Я криво нацепила вежливую улыбку и удерживала её до тех пор, пока мужчина не ушёл дальше по парковой дорожке. Губы раздвинулись в гримасе боли. Ч-чёрт...
Подходило время начала рабочего дня, и в парке было малолюдно. Я присела на свободную скамью, откинулась на спинку и прикрыла глаза.
Осень выдалась тёплой. Сквозь завесу листвы проникали пятна света и грели лицо, терракотовый цвет просачивался сквозь опущенные веки. Что-то мимолётно коснулось щеки.
На острых коленях лежал разлапистый кленовый лист, и я поразилась, какое бесчисленное множество оттенков прежде ускользало от взгляда. Теперь я могла бы передать на холсте и терпкую горечь аромата, и прохладную нежность поверхности, и грубоватую уязвимость прожилок. Частичка мира, для которой настала пора умирания. С глаз упали шоры, и мои картины стали подлинным отражением субъективного в`идения, не искажённого в кривом зеркале из-за неумения выразить задуманное. Наконец-то я оставалась довольна своими работами. Прежние вызывали лишь досаду на собственное бессилие.
За последние полгода я написала больше, чем за всю жизнь до того, как услышала диагноз. Острый монобластный лейкоз.

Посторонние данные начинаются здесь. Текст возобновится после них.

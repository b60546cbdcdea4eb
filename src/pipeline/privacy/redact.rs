use serde::Serialize;

use super::dates::DATE;
use super::identifier::IDENTIFIER;
use crate::models::RedactionKind;

pub const IDENTIFIER_PLACEHOLDER: &str = "[REDACTED-ID]";
pub const DATE_PLACEHOLDER: &str = "[REDACTED-DATE]";

/// One value removed from the text.
#[derive(Debug, Clone, PartialEq, Eq, Serialize)]
#[serde(rename_all = "camelCase")]
pub struct RedactedItem {
    #[serde(rename = "type")]
    pub kind: RedactionKind,
    pub original: String,
    /// Byte offset of the first occurrence of `original` in the input text.
    pub position: usize,
}

#[derive(Debug, Clone, PartialEq, Eq, Serialize)]
#[serde(rename_all = "camelCase")]
pub struct RedactionResult {
    pub redacted_text: String,
    pub redacted_items: Vec<RedactedItem>,
}

/// Replace every identifier and date with its placeholder.
///
/// Overlapping matches resolve leftmost-first, longest at equal start.
/// Callers that need the identifier or procedure date must extract them from
/// the original text before calling this.
pub fn redact(text: &str) -> RedactionResult {
    let mut spans: Vec<(usize, usize, RedactionKind)> = IDENTIFIER
        .find_iter(text)
        .map(|m| (m.start(), m.end(), RedactionKind::Identifier))
        .chain(
            DATE.find_iter(text)
                .map(|m| (m.start(), m.end(), RedactionKind::Date)),
        )
        .collect();
    spans.sort_by(|a, b| a.0.cmp(&b.0).then(b.1.cmp(&a.1)));

    let mut redacted_text = String::with_capacity(text.len());
    let mut redacted_items = Vec::with_capacity(spans.len());
    let mut cursor = 0;

    for (start, end, kind) in spans {
        if start < cursor {
            continue;
        }
        let original = &text[start..end];
        redacted_text.push_str(&text[cursor..start]);
        redacted_text.push_str(match kind {
            RedactionKind::Identifier => IDENTIFIER_PLACEHOLDER,
            RedactionKind::Date => DATE_PLACEHOLDER,
        });
        redacted_items.push(RedactedItem {
            kind,
            original: original.to_string(),
            position: text.find(original).unwrap_or(start),
        });
        cursor = end;
    }
    redacted_text.push_str(&text[cursor..]);

    RedactionResult {
        redacted_text,
        redacted_items,
    }
}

Тогда я размышляла недолго. Вернее даже вовсе не думала. Доктора ещё что-то говорили о пункции, химиотерапии, поддерживающих процедурах, пересадке костного мозга, бластных клетках, сыпали малопонятной терминологией, перемежая её статистическими данными. Кажется, я продолжала улыбаться любезной улыбкой, с которой зашла в кабинет, и кивала, как игрушечная собака, которую многие водители ставят в автомобилях. А вокруг меня уже был вакуум, не пропускающий звуки, а ещё дальше - стеклянная колба, сквозь которую ничто не могло достать, причинить боль. В тот же день попрощалась с родными, справила в шикарном ресторане поминки с друзьями. А потом сняла со счёта деньги, вырученные за последнюю удачную выставку, отключила телефон, покидала в оставшийся со школьных лет рюкзак краски, кисти, самую удобную одежду и пошла на вокзал. Там села на первую попавшую электричку, не посмотрев название конечной станции.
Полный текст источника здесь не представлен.